A person who flees his or her home to escape invasion, oppression or persecution.

Statistics:

- there are about 10.6 million refugees and 25.8 million internally displaced people (IDP) worldwide

- 75-80% of the world’s refugees are women and children

- Women and children refugees are vulnerable to violence and exploitation by military and immigration personnel, bandit groups, male refugees, and ribal ethnic groups

- Asia and Africa host the majority of the world’s refugees and 18.1 million IDPs

Personal Impact Story

Six days in the camp and already Hawa has five questions answered. Soon the form will be full and Hawa and her children will be granted asylum: a word she, at first, did not understand. Hawa thought when she arrived at the refugee camp that her children would have food, and that the fear would stop. But, the camp is filled with panic and the memory of cruel men from her own country who killed good men like her husband, and forced whole families from their homes. Men who killed and displaced entire families so their machines could tear apart the earth in search for oil.

One of the girls she met in the long line for food, the first person who smiled at her, asked Hawa where she was from. The girl was the first kind face in an unfamiliar and strange country, had fled from Sudan as well, with her uncle and brother. She told Hawa that if she and her children wanted safety inside Uganda, she would need asylum. That’s why Hawa agreed to visit the girl’s uncle who helped people like Hawa: women who couldn’t read or write. Asylum: that’s why Hawa agreed to his price, only because she needed his help to complete the form.
If Hawa had learned to read and write, she would have printed, in neat, clean letters of her own:

Name: Hawa Fentale
Sex: Female
Age: 24
Country of Origin: Sudan
Family Members: Husband (deceased)
2 Children (female: aged 3; male: 8 months old)

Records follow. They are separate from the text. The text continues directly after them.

//! CLI integration tests
//!
//! These tests verify the CLI commands work correctly by running the binary.

#![cfg(feature = "cli")]

use std::path::PathBuf;
use std::process::{Command, Output};

fn contentmodel_bin() -> PathBuf {
    PathBuf::from(env!("CARGO_BIN_EXE_contentmodel"))
}

fn fixture(name: &str) -> String {
    let mut path = PathBuf::from(env!("CARGO_MANIFEST_DIR"));
    path.push("tests");
    path.push("fixtures");
    path.push(name);
    path.to_string_lossy().into_owned()
}

fn run(args: &[&str]) -> Output {
    Command::new(contentmodel_bin())
        .args(args)
        .env("RUST_LOG", "warn")
        .output()
        .expect("Failed to execute command")
}

// ============================================================================
// Compile Command Tests
// ============================================================================

#[test]
fn test_cli_compile_to_stdout() {
    let output = run(&["compile", &fixture("book.json")]);
    assert!(output.status.success(), "compile should succeed");

    let stdout = String::from_utf8_lossy(&output.stdout);
    let value: serde_json::Value = serde_json::from_str(stdout.trim()).expect("compact JSON");
    let tags = value[0].as_array().expect("tag list");
    assert_eq!(tags[0], "book");
    assert_eq!(tags.len(), 12);
    assert_eq!(value[2].as_array().map(Vec::len), Some(12));
    assert_eq!(value[3], 0);
}

#[test]
fn test_cli_compile_then_validate_compact() {
    let dir = std::env::temp_dir().join(format!("contentmodel-cli-{}", std::process::id()));
    std::fs::create_dir_all(&dir).unwrap();
    let compiled = dir.join("book.compact.json");

    let output = run(&[
        "compile",
        &fixture("book.json"),
        "--output",
        compiled.to_str().unwrap(),
        "--pretty",
    ]);
    assert!(output.status.success(), "compile should succeed");

    let output = run(&[
        "validate",
        "--schema",
        compiled.to_str().unwrap(),
        &fixture("book_valid.xml"),
    ]);
    assert!(output.status.success(), "compact schema should validate the document");

    std::fs::remove_dir_all(&dir).ok();
}

#[test]
fn test_cli_compile_missing_file() {
    let output = run(&["compile", "does-not-exist.json"]);
    assert!(!output.status.success());
    assert!(String::from_utf8_lossy(&output.stderr).contains("Error"));
}

// ============================================================================
// Validate Command Tests
// ============================================================================

#[test]
fn test_cli_validate_valid() {
    let output = run(&["validate", "-s", &fixture("book.json"), &fixture("book_valid.xml")]);
    let stdout = String::from_utf8_lossy(&output.stdout);

    assert!(output.status.success(), "validate should succeed");
    assert!(stdout.contains("Document is valid"));
}

#[test]
fn test_cli_validate_invalid() {
    let output = run(&["validate", "-s", &fixture("book.json"), &fixture("book_invalid.xml")]);
    let stdout = String::from_utf8_lossy(&output.stdout);

    assert!(!output.status.success(), "invalid document should fail");
    assert!(stdout.contains("Document is invalid"));
    assert_eq!(stdout.lines().filter(|l| l.starts_with("  - ")).count(), 4);
}

#[test]
fn test_cli_validate_lax_mode() {
    let output = run(&[
        "validate",
        "-s",
        &fixture("book.json"),
        "--mode",
        "lax",
        &fixture("book_invalid.xml"),
    ]);
    let stdout = String::from_utf8_lossy(&output.stdout);

    assert!(!output.status.success());
    assert_eq!(stdout.lines().filter(|l| l.starts_with("  - ")).count(), 3);
}

#[test]
fn test_cli_validate_bad_mode() {
    let output = run(&[
        "validate",
        "-s",
        &fixture("book.json"),
        "--mode",
        "paranoid",
        &fixture("book_valid.xml"),
    ]);
    assert!(!output.status.success());
}

// ============================================================================
// Check Command Tests
// ============================================================================

#[test]
fn test_cli_check() {
    let output = run(&["check", &fixture("book.json")]);
    let stdout = String::from_utf8_lossy(&output.stdout);

    assert!(output.status.success(), "check should succeed");
    assert!(stdout.contains("Elements: 12"));
    assert!(stdout.contains("Start element: book"));
    assert!(stdout.contains("front (container) -> title, author"));
    assert!(stdout.contains("No design findings"));
}

// ============================================================================
// Insert-pos Command Tests
// ============================================================================

#[test]
fn test_cli_insert_pos() {
    let schema = fixture("book.json");
    let output = run(&[
        "insert-pos",
        "-s",
        &schema,
        "--parent",
        "book",
        "--children",
        "front,chapter",
        "--tag",
        "index",
    ]);
    assert!(output.status.success());
    assert_eq!(String::from_utf8_lossy(&output.stdout).trim(), "2");

    let output = run(&[
        "insert-pos",
        "-s",
        &schema,
        "--parent",
        "book",
        "--children",
        "front,chapter",
        "--tag",
        "chapter",
    ]);
    assert!(output.status.success());
    assert_eq!(String::from_utf8_lossy(&output.stdout).trim(), "1");

    let output = run(&[
        "insert-pos",
        "-s",
        &schema,
        "--parent",
        "book",
        "--children",
        "front,chapter",
        "--tag",
        "chapter",
        "--last",
    ]);
    assert!(output.status.success());
    assert_eq!(String::from_utf8_lossy(&output.stdout).trim(), "2");
}

#[test]
fn test_cli_insert_pos_rejected() {
    let output = run(&[
        "insert-pos",
        "-s",
        &fixture("book.json"),
        "--parent",
        "book",
        "--children",
        "front,chapter",
        "--tag",
        "front",
    ]);
    assert!(!output.status.success());
    assert!(String::from_utf8_lossy(&output.stdout).contains("cannot be inserted"));
}
//! Batch validation
//!
//! [`Validator`] walks a subtree breadth-first and replays the children of
//! every element through a fresh expression state. Nothing stops the walk:
//! every violation found is collected and returned at once.

use std::collections::VecDeque;
use std::fmt;
use std::str::FromStr;

use tracing::debug;

use crate::documents::{tokenize, Document, Element, Node};
use crate::error::Error;
use crate::limits::Limits;

use super::exceptions::{ValidationError, ViolationKind};
use super::expressions::Consumed;
use super::schemas::Schema;

/// How undeclared names are treated
#[derive(Debug, Clone, Copy, PartialEq, Eq, Default)]
pub enum ValidationMode {
    /// Undeclared elements and attributes are violations
    #[default]
    Strict,
    /// Undeclared elements are skipped with their subtree, undeclared
    /// attributes are ignored
    Lax,
    /// No validation is performed
    Skip,
}

impl ValidationMode {
    /// Get the mode as a string
    pub fn as_str(&self) -> &'static str {
        match self {
            ValidationMode::Strict => "strict",
            ValidationMode::Lax => "lax",
            ValidationMode::Skip => "skip",
        }
    }
}

impl FromStr for ValidationMode {
    type Err = Error;

    fn from_str(s: &str) -> Result<Self, Self::Err> {
        match s {
            "strict" => Ok(ValidationMode::Strict),
            "lax" => Ok(ValidationMode::Lax),
            "skip" => Ok(ValidationMode::Skip),
            _ => Err(Error::Other(format!(
                "Invalid validation mode: '{}'. Must be 'strict', 'lax', or 'skip'",
                s
            ))),
        }
    }
}

impl fmt::Display for ValidationMode {
    fn fmt(&self, f: &mut fmt::Formatter<'_>) -> fmt::Result {
        f.write_str(self.as_str())
    }
}

/// Validation context for one run
///
/// Carries the configuration and collects violations as the walk
/// proceeds.
#[derive(Debug, Clone, Default)]
pub struct ValidationContext {
    /// Current validation mode
    pub mode: ValidationMode,
    /// Resource limits
    pub limits: Limits,
    /// Collected validation errors
    pub errors: Vec<ValidationError>,
    /// Number of elements visited
    pub visited: usize,
}

impl ValidationContext {
    /// Create a new validation context
    pub fn new() -> Self {
        Self::default()
    }

    /// Create a context with a specific mode
    pub fn with_mode(mut self, mode: ValidationMode) -> Self {
        self.mode = mode;
        self
    }

    /// Create a context with specific limits
    pub fn with_limits(mut self, limits: Limits) -> Self {
        self.limits = limits;
        self
    }

    /// Check if there are any errors
    pub fn has_errors(&self) -> bool {
        !self.errors.is_empty()
    }

    /// Get the error count
    pub fn error_count(&self) -> usize {
        self.errors.len()
    }

    /// Add a validation error located at `path`
    pub fn add_error(&mut self, error: ValidationError, path: &str) {
        self.errors.push(error.with_path(path));
    }

    /// Clear the context for reuse
    pub fn clear(&mut self) {
        self.errors.clear();
        self.visited = 0;
    }

    /// Turn the collected errors into a result
    pub fn into_result(self) -> Result<(), Vec<ValidationError>> {
        if self.errors.is_empty() {
            Ok(())
        } else {
            Err(self.errors)
        }
    }
}

/// Breadth-first validator over node trees
#[derive(Debug, Clone)]
pub struct Validator<'s> {
    schema: &'s Schema,
    mode: ValidationMode,
    limits: Limits,
}

impl<'s> Validator<'s> {
    /// Validator using the schema's limits in strict mode
    pub fn new(schema: &'s Schema) -> Self {
        Self {
            schema,
            mode: ValidationMode::Strict,
            limits: schema.limits().clone(),
        }
    }

    /// Set the mode (builder style)
    pub fn with_mode(mut self, mode: ValidationMode) -> Self {
        self.mode = mode;
        self
    }

    /// Set the limits (builder style)
    pub fn with_limits(mut self, limits: Limits) -> Self {
        self.limits = limits;
        self
    }

    /// Validate a subtree rooted at `root`
    pub fn validate(&self, root: &Element) -> Result<(), Vec<ValidationError>> {
        let mut context = self.context();
        self.validate_with(root, &mut context);
        context.into_result()
    }

    /// Validate a whole document, checking the root against the start element
    pub fn validate_document(&self, document: &Document) -> Result<(), Vec<ValidationError>> {
        let mut context = self.context();
        if self.mode != ValidationMode::Skip {
            if let Some(start) = self.schema.start() {
                if document.root.name != start {
                    context.add_error(
                        ValidationError::new(
                            ViolationKind::NotAllowed,
                            format!("root element '{}' is not the start element '{}'", document.root.name, start),
                        )
                        .with_element(document.root.name.as_str()),
                        "/",
                    );
                }
            }
        }
        self.validate_with(&document.root, &mut context);
        context.into_result()
    }

    /// Validate into an existing context
    pub fn validate_with(&self, root: &Element, context: &mut ValidationContext) {
        if context.mode == ValidationMode::Skip {
            return;
        }

        let mut queue = VecDeque::from([(root, format!("/{}", root.name), 1usize)]);
        while let Some((element, path, depth)) = queue.pop_front() {
            context.visited += 1;
            if context.limits.check_document_depth(depth).is_err() {
                context.add_error(
                    ValidationError::new(
                        ViolationKind::TooDeep,
                        format!(
                            "element nests deeper than {} levels",
                            context.limits.max_document_depth
                        ),
                    )
                    .with_element(element.name.as_str()),
                    &path,
                );
                continue;
            }

            let Some(schema) = self.schema.element_schema(&element.name) else {
                if context.mode == ValidationMode::Strict {
                    context.add_error(
                        ValidationError::new(
                            ViolationKind::UnknownElement,
                            format!("element '{}' is not declared", element.name),
                        )
                        .with_element(element.name.as_str()),
                        &path,
                    );
                } else {
                    debug!(%path, "skipping undeclared element");
                }
                continue;
            };

            if context.mode == ValidationMode::Strict {
                for name in element.attributes.keys() {
                    if is_namespace_declaration(name) || schema.has_attribute(name) {
                        continue;
                    }
                    context.add_error(
                        ValidationError::new(
                            ViolationKind::UnknownAttribute,
                            format!("attribute '{}' is not declared", name),
                        )
                        .with_element(element.name.as_str()),
                        &path,
                    );
                }
            }

            let expr = schema.expression();
            let mut state = expr.initial_state();
            for slot in tokenize(&element.children) {
                match expr.consume(&state, &slot.token) {
                    Consumed::Accepted(next) => state = next,
                    Consumed::Rejected(_) if slot.blank => {}
                    Consumed::Rejected(next) => {
                        if let Some(error) = next.errors().last() {
                            let mut error = error.clone().with_element(element.name.as_str());
                            error.index = Some(slot.index);
                            context.add_error(error, &path);
                        }
                        state = next;
                    }
                }
            }
            if let Some(error) = expr.finish(&state) {
                context.add_error(error.with_element(element.name.as_str()), &path);
            }

            let mut seen: Vec<(&str, usize)> = Vec::new();
            for child in element.children.iter().filter_map(Node::as_element) {
                let position = match seen.iter_mut().find(|(name, _)| *name == child.name) {
                    Some((_, count)) => {
                        *count += 1;
                        *count
                    }
                    None => {
                        seen.push((child.name.as_str(), 1));
                        1
                    }
                };
                queue.push_back((child, format!("{}/{}[{}]", path, child.name, position), depth + 1));
            }
        }
    }

    fn context(&self) -> ValidationContext {
        ValidationContext::new()
            .with_mode(self.mode)
            .with_limits(self.limits.clone())
    }
}

fn is_namespace_declaration(name: &str) -> bool {
    name == "xmlns" || name.starts_with("xmlns:")
}

#[cfg(test)]
mod tests {
    use super::*;
    use crate::validators::ast::{Pattern, Token};
    use crate::validators::schemas::{ElementDecl, Grammar};

    fn schema() -> Schema {
        let grammar = Grammar::new()
            .start("list")
            .element(
                "list",
                ElementDecl::new(Pattern::sequence(vec![
                    Pattern::optional(Pattern::token("head")),
                    Pattern::plus(Pattern::token("item")),
                ]))
                .with_attributes(["type"]),
            )
            .element("head", ElementDecl::new(Pattern::text()))
            .element(
                "item",
                ElementDecl::new(Pattern::kleene(Pattern::choice(vec![
                    Pattern::text(),
                    Pattern::token("list"),
                ]))),
            );
        Schema::from_grammar(&grammar, Limits::default()).unwrap()
    }

    fn parse(xml: &str) -> Document {
        Document::from_string(xml).unwrap()
    }

    #[test]
    fn test_valid_document() {
        let schema = schema();
        let doc = parse("<list type=\"1\">\n  <head>H</head>\n  <item>a <list><item/></list></item>\n</list>");
        assert_eq!(Validator::new(&schema).validate_document(&doc), Ok(()));
    }

    #[test]
    fn test_collects_every_violation() {
        let schema = schema();
        let doc = parse("<list><item/><head>h</head><item><list/></item></list>");
        let errors = Validator::new(&schema).validate(&doc.root).unwrap_err();

        assert_eq!(errors.len(), 2);
        assert_eq!(errors[0].kind, ViolationKind::Misplaced);
        assert_eq!(errors[0].token, Some(Token::element("head")));
        assert_eq!(errors[0].index, Some(1));
        assert_eq!(errors[0].path(), Some("/list"));
        assert_eq!(errors[1].kind, ViolationKind::Incomplete);
        assert_eq!(errors[1].path(), Some("/list/item[2]/list[1]"));
        assert_eq!(errors[1].expected, vec![Token::element("head"), Token::element("item")]);
    }

    #[test]
    fn test_modes() {
        let schema = schema();
        let doc = parse("<list id=\"x\"><item><para/></item></list>");

        let errors = Validator::new(&schema).validate(&doc.root).unwrap_err();
        let kinds: Vec<_> = errors.iter().map(|e| e.kind).collect();
        assert_eq!(
            kinds,
            vec![
                ViolationKind::UnknownAttribute,
                ViolationKind::NotAllowed,
                ViolationKind::UnknownElement
            ]
        );

        let lax = Validator::new(&schema).with_mode(ValidationMode::Lax);
        let errors = lax.validate(&doc.root).unwrap_err();
        assert_eq!(errors.len(), 1);
        assert_eq!(errors[0].kind, ViolationKind::NotAllowed);

        let skip = Validator::new(&schema).with_mode(ValidationMode::Skip);
        assert!(skip.validate(&doc.root).is_ok());
    }

    #[test]
    fn test_wrong_root() {
        let schema = schema();
        let doc = parse("<item/>");
        let errors = Validator::new(&schema).validate_document(&doc).unwrap_err();
        assert_eq!(errors.len(), 1);
        assert_eq!(errors[0].kind, ViolationKind::NotAllowed);
        assert!(Validator::new(&schema).validate(&doc.root).is_ok());
    }

    #[test]
    fn test_depth_limit() {
        let schema = schema();
        let doc = parse("<list><item><list><item/></list></item></list>");
        let mut limits = Limits::default();
        limits.max_document_depth = 3;
        let errors = Validator::new(&schema)
            .with_limits(limits)
            .validate(&doc.root)
            .unwrap_err();
        assert_eq!(errors.len(), 1);
        assert_eq!(errors[0].kind, ViolationKind::TooDeep);
        assert_eq!(errors[0].path(), Some("/list/item[1]/list[1]/item[1]"));
    }

    #[test]
    fn test_mode_from_str() {
        assert_eq!("lax".parse::<ValidationMode>().unwrap(), ValidationMode::Lax);
        assert!("loose".parse::<ValidationMode>().is_err());
        assert_eq!(ValidationMode::default().to_string(), "strict");
    }
}
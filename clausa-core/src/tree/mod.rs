//! Dependency tree arena
//!
//! A parsed sentence is stored as a flat arena of [`Token`]s indexed by
//! position. Construction validates the single-root/no-cycle invariant and
//! precomputes every token's child list once, so later walks never chase
//! pointers.

pub mod conllu;
mod token;

pub use token::{PartOfSpeech, Token};

use crate::{
    clause::Span,
    error::{CoreError, Result, TreeDefect},
};
use serde::{Deserialize, Serialize};

/// Immutable dependency parse of one sentence
#[derive(Debug, Clone, PartialEq, Eq, Serialize, Deserialize)]
#[serde(try_from = "Vec<Token>", into = "Vec<Token>")]
pub struct DependencyTree {
    tokens: Vec<Token>,
    root: usize,
}

impl DependencyTree {
    /// Validate tokens and build the arena
    pub fn from_tokens(mut tokens: Vec<Token>) -> Result<Self> {
        if tokens.is_empty() {
            return Err(TreeDefect::Empty.into());
        }

        let len = tokens.len();
        let mut root = None;

        for (index, token) in tokens.iter().enumerate() {
            if token.position() != index {
                return Err(TreeDefect::PositionMismatch {
                    index,
                    found: token.position(),
                }
                .into());
            }
            if token.head_position() >= len {
                return Err(TreeDefect::HeadOutOfRange {
                    position: index,
                    head: token.head_position(),
                }
                .into());
            }
            if token.is_root() {
                if let Some(first) = root {
                    return Err(TreeDefect::MultipleRoots {
                        first,
                        second: index,
                    }
                    .into());
                }
                root = Some(index);
            }
        }

        let root = root.ok_or(CoreError::InvalidTree {
            defect: TreeDefect::NoRoot,
        })?;

        for token in tokens.iter_mut() {
            token.clear_children();
        }
        for index in 0..len {
            let head = tokens[index].head_position();
            if head != index {
                tokens[head].push_child(index);
            }
        }

        // Every non-root token has exactly one head, so anything unreachable
        // from the root sits on (or hangs off) a cycle.
        let mut reached = vec![false; len];
        let mut stack = vec![root];
        while let Some(pos) = stack.pop() {
            reached[pos] = true;
            stack.extend(tokens[pos].child_positions().iter().copied());
        }
        if let Some(position) = reached.iter().position(|r| !r) {
            return Err(TreeDefect::Cycle { position }.into());
        }

        Ok(Self { tokens, root })
    }

    /// Number of tokens
    pub fn len(&self) -> usize {
        self.tokens.len()
    }

    /// Always false for a validated tree; kept for API symmetry
    pub fn is_empty(&self) -> bool {
        self.tokens.is_empty()
    }

    /// Token at `position`
    ///
    /// # Panics
    /// Panics if `position` is out of range.
    pub fn token(&self, position: usize) -> &Token {
        &self.tokens[position]
    }

    pub fn tokens(&self) -> &[Token] {
        &self.tokens
    }

    /// Position of the syntactic root
    pub fn root(&self) -> usize {
        self.root
    }

    /// Direct dependents of `position`, ordered by position
    pub fn children(&self, position: usize) -> &[usize] {
        self.tokens[position].child_positions()
    }

    /// `position` and all of its transitive dependents, sorted
    pub fn subtree(&self, position: usize) -> Vec<usize> {
        let mut members = Vec::new();
        let mut stack = vec![position];
        while let Some(pos) = stack.pop() {
            members.push(pos);
            stack.extend(self.children(pos).iter().copied());
        }
        members.sort_unstable();
        members
    }

    /// Leftmost position in the subtree of `position`
    pub fn subtree_start(&self, position: usize) -> usize {
        let mut start = position;
        let mut stack = vec![position];
        while let Some(pos) = stack.pop() {
            start = start.min(pos);
            stack.extend(self.children(pos).iter().copied());
        }
        start
    }

    /// Surface text of the whole sentence
    pub fn text(&self) -> String {
        self.text_of(Span::new(0, self.len()))
    }

    /// Surface text of the tokens in `span`, honoring `space_after`
    pub fn text_of(&self, span: Span) -> String {
        let end = span.end.min(self.len());
        let start = span.start.min(end);
        let slice = &self.tokens[start..end];

        let mut out = String::new();
        for (i, token) in slice.iter().enumerate() {
            out.push_str(token.text());
            if token.space_after() && i + 1 < slice.len() {
                out.push(' ');
            }
        }
        out
    }
}

impl TryFrom<Vec<Token>> for DependencyTree {
    type Error = CoreError;

    fn try_from(tokens: Vec<Token>) -> Result<Self> {
        Self::from_tokens(tokens)
    }
}

impl From<DependencyTree> for Vec<Token> {
    fn from(tree: DependencyTree) -> Self {
        tree.tokens
    }
}

/// Sequential builder, mostly for tests and adapters
///
/// Positions are assigned in call order.
#[derive(Debug, Default)]
pub struct TreeBuilder {
    tokens: Vec<Token>,
}

impl TreeBuilder {
    pub fn new() -> Self {
        Self::default()
    }

    /// Append a token whose head is `head` (its own position for the root)
    pub fn token(
        mut self,
        text: impl Into<String>,
        part_of_speech: impl Into<PartOfSpeech>,
        dependency_label: impl Into<String>,
        head: usize,
    ) -> Self {
        let position = self.tokens.len();
        self.tokens.push(Token::new(
            position,
            text,
            part_of_speech,
            dependency_label,
            head,
        ));
        self
    }

    /// Set the fine-grained tag of the last token
    pub fn tag(mut self, tag: impl Into<String>) -> Self {
        if let Some(last) = self.tokens.pop() {
            self.tokens.push(last.with_tag(tag));
        }
        self
    }

    /// Mark the last token as not followed by whitespace
    pub fn no_space(mut self) -> Self {
        if let Some(last) = self.tokens.pop() {
            self.tokens.push(last.with_space_after(false));
        }
        self
    }

    pub fn build(self) -> Result<DependencyTree> {
        DependencyTree::from_tokens(self.tokens)
    }
}
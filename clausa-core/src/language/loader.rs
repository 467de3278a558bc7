//! Profile registry
//!
//! Built-in profiles are embedded at compile time and parsed once, on first
//! lookup. Custom profiles are parsed from TOML on demand.

use std::collections::HashMap;
use std::sync::{Arc, OnceLock};

use crate::{
    error::{CoreError, Result},
    language::{config::ProfileConfig, profile::LanguageProfile},
};

const EMBEDDED_SOURCES: &[(&str, &str)] = &[
    ("en", include_str!("../../configs/languages/english.toml")),
    ("fr", include_str!("../../configs/languages/french.toml")),
];

struct Registry {
    /// Canonical code -> profile, in embedding order
    profiles: Vec<(String, Arc<LanguageProfile>)>,
    /// Lowercased code or alias -> profile
    lookup: HashMap<String, Arc<LanguageProfile>>,
}

static EMBEDDED: OnceLock<Registry> = OnceLock::new();

fn registry() -> &'static Registry {
    EMBEDDED.get_or_init(|| {
        let mut profiles = Vec::new();
        let mut lookup = HashMap::new();

        for (code, source) in EMBEDDED_SOURCES {
            match load_profile_str(source) {
                Ok(profile) => {
                    let profile = Arc::new(profile);
                    lookup.insert(profile.code().to_lowercase(), profile.clone());
                    for alias in profile.aliases() {
                        lookup.insert(alias.to_lowercase(), profile.clone());
                    }
                    profiles.push((profile.code().to_string(), profile));
                }
                Err(e) => {
                    tracing::warn!(code, error = %e, "failed to load embedded language profile");
                }
            }
        }

        Registry { profiles, lookup }
    })
}

/// Look up a built-in profile by code or alias (case-insensitive)
pub fn get_profile(code: &str) -> Result<Arc<LanguageProfile>> {
    registry()
        .lookup
        .get(&code.trim().to_lowercase())
        .cloned()
        .ok_or_else(|| CoreError::UnknownLanguage {
            code: code.to_string(),
        })
}

/// Codes of all built-in profiles
pub fn available_languages() -> Vec<&'static str> {
    registry()
        .profiles
        .iter()
        .map(|(code, _)| code.as_str())
        .collect()
}

/// Parse and validate a profile from TOML text
pub fn load_profile_str(source: &str) -> Result<LanguageProfile> {
    let config: ProfileConfig = toml::from_str(source)
        .map_err(|e| CoreError::InvalidProfile(format!("Failed to parse profile: {e}")))?;
    LanguageProfile::from_config(&config)
}

#[cfg(test)]
mod tests {
    use super::*;

    #[test]
    fn test_builtin_profiles_load() {
        assert_eq!(available_languages(), vec!["en", "fr"]);

        let en = get_profile("en").unwrap();
        assert_eq!(en.name(), "English");
        assert!(en.is_clause_root_label("ROOT"));
        assert!(en.is_clause_root_label("relcl"));
        assert!(!en.is_clause_root_label("xcomp"));

        let fr = get_profile("fr").unwrap();
        assert!(fr.is_clause_root_label("acl:relcl"));
        assert!(!fr.is_clause_root_label("relcl"));
    }

    #[test]
    fn test_aliases_and_case() {
        let en = get_profile("en").unwrap();
        assert!(Arc::ptr_eq(&en, &get_profile("English").unwrap()));
        assert!(Arc::ptr_eq(&en, &get_profile(" EN ").unwrap()));
        assert_eq!(get_profile("french").unwrap().code(), "fr");
    }

    #[test]
    fn test_unknown_language() {
        assert_eq!(
            get_profile("tlh").unwrap_err(),
            CoreError::UnknownLanguage {
                code: "tlh".to_string()
            }
        );
    }

    #[test]
    fn test_load_profile_str_errors() {
        assert!(matches!(
            load_profile_str("not toml ["),
            Err(CoreError::InvalidProfile(_))
        ));
    }
}
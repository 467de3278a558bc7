//! Execution strategies for batches of sentences

use crate::error::Result;
use clausa_core::{ClassificationResult, DependencyTree, LanguageProfile};
use serde::{Deserialize, Serialize};

#[cfg(feature = "parallel")]
pub mod parallel;
pub mod sequential;

// Re-export executors
#[cfg(feature = "parallel")]
pub use parallel::ParallelExecutor;
pub use sequential::SequentialExecutor;

/// Execution mode selector
#[derive(Debug, Clone, Copy, PartialEq, Eq, Hash, Serialize, Deserialize)]
#[serde(rename_all = "lowercase")]
pub enum ExecutionMode {
    /// Single-threaded sequential processing
    Sequential,
    /// Sentences analyzed concurrently on a rayon pool
    Parallel,
    /// Pick one of the above from the batch size
    Adaptive,
}

/// Trait for execution strategies
pub trait Executor: Send + Sync {
    /// Analyze every tree; results keep the input order
    fn process(
        &self,
        trees: &[DependencyTree],
        profile: &LanguageProfile,
    ) -> Result<Vec<ClassificationResult>>;

    /// Get the execution mode
    fn mode(&self) -> ExecutionMode;
}

/// Choose sequential or parallel execution from the sentence count
pub fn auto_select(sentence_count: usize, threshold: usize) -> ExecutionMode {
    if sentence_count < 2 || sentence_count < threshold {
        ExecutionMode::Sequential
    } else {
        #[cfg(feature = "parallel")]
        return ExecutionMode::Parallel;

        #[cfg(not(feature = "parallel"))]
        ExecutionMode::Sequential
    }
}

But Hawa cannot write. She can only look at the government form that weighs heavily in her hand and wonder what other questions remain. Hawa waits through the night unaware that there is a child growing in her womb, a child that does not belong to her dead husband. Between pangs of hunger and cries from her children, Hawa imagines what life will be like when her family is given refuge in Uganda, how as a stranger and a widow she will find a home. In the morning, she will bring the white government form to the girl’s uncle again and accept his price so she can answer another question.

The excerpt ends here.